La fabrication des inégalités scolaires

Jean-Yves Rochex et Jacques Crinon ont dirigé l’ouvrage
« La construction des inégalités scolaires, au cœur des pratiques
et des dispositifs d’enseignement »(1), réalisé par onze chercheurs
dans le cadre du réseau RESEIDA, lequel travaille depuis 2001
sur la question des inégalités et des processus différenciateurs à l’école.

Fondées sur des observations réalisées dans des classes de grande section, de CP et de CM2, les analyses présentées dans cet ouvrage installent une série de catégories pour penser la construction des inégalités scolaires et les processus différenciateurs au sein de la classe. L’étude conjugue « raison pédagogique et raison sociologique » (J.-Y. Rochex) au sens où elle ne saurait se résumer à un exposé sur les pratiques enseignantes à destination d’une profession en mal de formation initiale et continue, mais vise plutôt à mettre en évidence ce qui les détermine.

Différenciation passive
et différenciation active

Dans l’ordinaire des classes, les contenus disparaissent fréquemment derrière la « mise en activité » des élèves. La stabilisation des savoirs scolaires, qui passe nécessairement par une phase d’institutionnalisation, est bien souvent réduite à la portion congrue. Ce qui conduit certains élèves à des erreurs
d’interprétation des attentes scolaires qui demeurent implicites et à ne pas reconnaître les enjeux de savoirs qui se cachent derrière l’activité.

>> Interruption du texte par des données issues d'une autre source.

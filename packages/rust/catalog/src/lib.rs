//! Catalog builder: turns the paginated release feed into a deduplicated,
//! time-ordered version catalog restricted to a trailing time window.
//!
//! The feed serves newest-first and has no server-side date filtering, so
//! the builder pages defensively and stops as soon as a page's oldest
//! record falls behind the cutoff. See [`build_catalog`].

mod builder;
mod store;

pub use builder::build_catalog;
pub use store::{read_catalog, write_catalog};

Si ces processus s’effectuent presque toujours à l’insu des élèves et des enseignants, d’autres en revanche relèvent d’une pratique de différenciation intentionnelle. En effet, par souci de prendre en considération les différences et les difficultés, les tâches sont parfois adaptées au niveau réel ou supposé des élèves. Les attentes des enseignants deviennent alors différentes d’un élève à l’autre et leurs exigences inégalement mobilisatrices. Dans ces pratiques, J.-Y. Rochex reconnaît des contrats didactiques différentiels qui conduisent les élèves à fréquenter des univers de tâches et de savoirs différents, ce qui, par effet de répétition, renforce inévitablement les inégalités. Le registre du concret réservé aux élèves en difficulté par exemple ne simplifie en rien les apprentissages et retarde voire empêche la décontextualisation des connaissances. Si bien qu’on en demande moins aux élèves les plus faibles, tout en les confrontant à des situations qui exigent plus d’eux et qui sont moins susceptibles de leur faire construire des connaissances nouvelles.

Dispositifs
et discours pédagogiques

Les dispositifs pédagogiques observés dessinent une forme scolaire dominante dans laquelle les élèves sont confrontés à des sauts cognitifs mal préparés. Leur énergie est souvent canalisée dans
l’effectuation de tâches morcelées pour leur permettre d’obtenir des réussites ponctuelles qui occasionnent des malentendus. En question aussi, les cours dialogués qui donnent lieu le plus souvent à l’utilisation d’une langue quotidienne, dans un mode conversationnel, dans un discours horizontal qui ne permet guère aux élèves d’interpréter la situation comme étant celle d’un travail d’élaboration d’un usage langagier spécifique.

Dans le discours pédagogique-même on trouve des entraves à la construction des usages élaborés du langage. L’écrit long par exemple permet, par l’intériorisation et la distance qu’il implique, la secondarisation des objets du monde. Or ce rapport au langage qui est évidemment une construction n’est pas toujours enseigné. A fortiori lorsqu’on contextualise toujours plus les connaissances, en recourant à des tâches s’appuyant sur l’expérience ordinaire.

J.-Y. Rochex conclut en invoquant « l’indifférence aux différences » repérée dans les années 1960 par Bourdieu et Passeron d’une école qui exige des élèves ce qu’elle ne leur enseigne pas. En outre, il assimile l’individualisation, qui s’est imposée récemment, au paro- xysme d’une logique d’adap- tation qui entérine, voire aggrave, les inégalités d’apprentissage. Enfin, il propose de prolonger l’enquête en combinant les apports de la sociologie, de la didactique et de la psychologie et en recourant à des analyses quantitatives pour corroborer les hypothèses exposées. Tout cela, sans renier les acquis de la sociologie critique, ni nourrir une quelconque nostalgie pour un hypothétique âge d’or de l’Ecole. Au-delà de sa valeur scientifique inestimable, ce travail collectif est une incitation à resserrer la collaboration entre chercheurs, enseignants et politiques pour écrire une page nouvelle de l’histoire de la démocratisation de l’école. ●

Sylvain Marange

1) Presses Universitaires de Rennes, 2011.